» **Problem statement**
Your job is to write out each record exactly, leaving none out.
-------
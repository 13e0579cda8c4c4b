//! B-tree index
//!
//! `BTreeMap` keyed by raw key bytes, wrapped in a RwLock.

use std::collections::BTreeMap;

use parking_lot::RwLock;

use crate::data::LogRecordPos;

use super::{IndexIterator, Indexer, SnapshotIterator};

/// Ordered B-tree index
///
/// ## Concurrency:
/// - Lookups share a read lock; put/delete take the write lock
pub struct BTree {
    tree: RwLock<BTreeMap<Vec<u8>, LogRecordPos>>,
}

impl BTree {
    pub fn new() -> Self {
        Self {
            tree: RwLock::new(BTreeMap::new()),
        }
    }
}

impl Default for BTree {
    fn default() -> Self {
        Self::new()
    }
}

impl Indexer for BTree {
    fn put(&self, key: Vec<u8>, pos: LogRecordPos) -> bool {
        self.tree.write().insert(key, pos);
        true
    }

    fn get(&self, key: &[u8]) -> Option<LogRecordPos> {
        self.tree.read().get(key).copied()
    }

    fn delete(&self, key: &[u8]) -> bool {
        self.tree.write().remove(key).is_some()
    }

    fn size(&self) -> usize {
        self.tree.read().len()
    }

    fn iterator(&self, reverse: bool) -> Box<dyn IndexIterator> {
        let items = self
            .tree
            .read()
            .iter()
            .map(|(k, pos)| (k.clone(), *pos))
            .collect();
        Box::new(SnapshotIterator::new(items, reverse))
    }
}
-------
» **Reply**
repository 13e0579cda8c4c4b
//! B-tree index
//!
//! `BTreeMap` keyed by raw key bytes, wrapped in a RwLock.

use std::collections::BTreeMap;

use parking_lot::RwLock;

use crate::data::LogRecordPos;

use super::{IndexIterator, Indexer, SnapshotIterator};

/// Ordered B-tree index
///
/// ## Concurrency:
/// - Lookups share a read lock; put/delete take the write lock
pub struct BTree {
    tree: RwLock<BTreeMap<Vec<u8>, LogRecordPos>>,
}

impl BTree {
    pub fn new() -> Self {
        Self {
            tree: RwLock::new(BTreeMap::new()),
        }
    }
}

impl Default for BTree {
    fn default() -> Self {
        Self::new()
    }
}

impl Indexer for BTree {
    fn put(&self, key: Vec<u8>, pos: LogRecordPos) -> bool {
        self.tree.write().insert(key, pos);
        true
    }

    fn get(&self, key: &[u8]) -> Option<LogRecordPos> {
        self.tree.read().get(key).copied()
    }

    fn delete(&self, key: &[u8]) -> bool {
        self.tree.write().remove(key).is_some()
    }

    fn size(&self) -> usize {
        self.tree.read().len()
    }

    fn iterator(&self, reverse: bool) -> Box<dyn IndexIterator> {
        let items = self
            .tree
            .read()
            .iter()
            .map(|(k, pos)| (k.clone(), *pos))
            .collect();
        Box::new(SnapshotIterator::new(items, reverse))
    }
}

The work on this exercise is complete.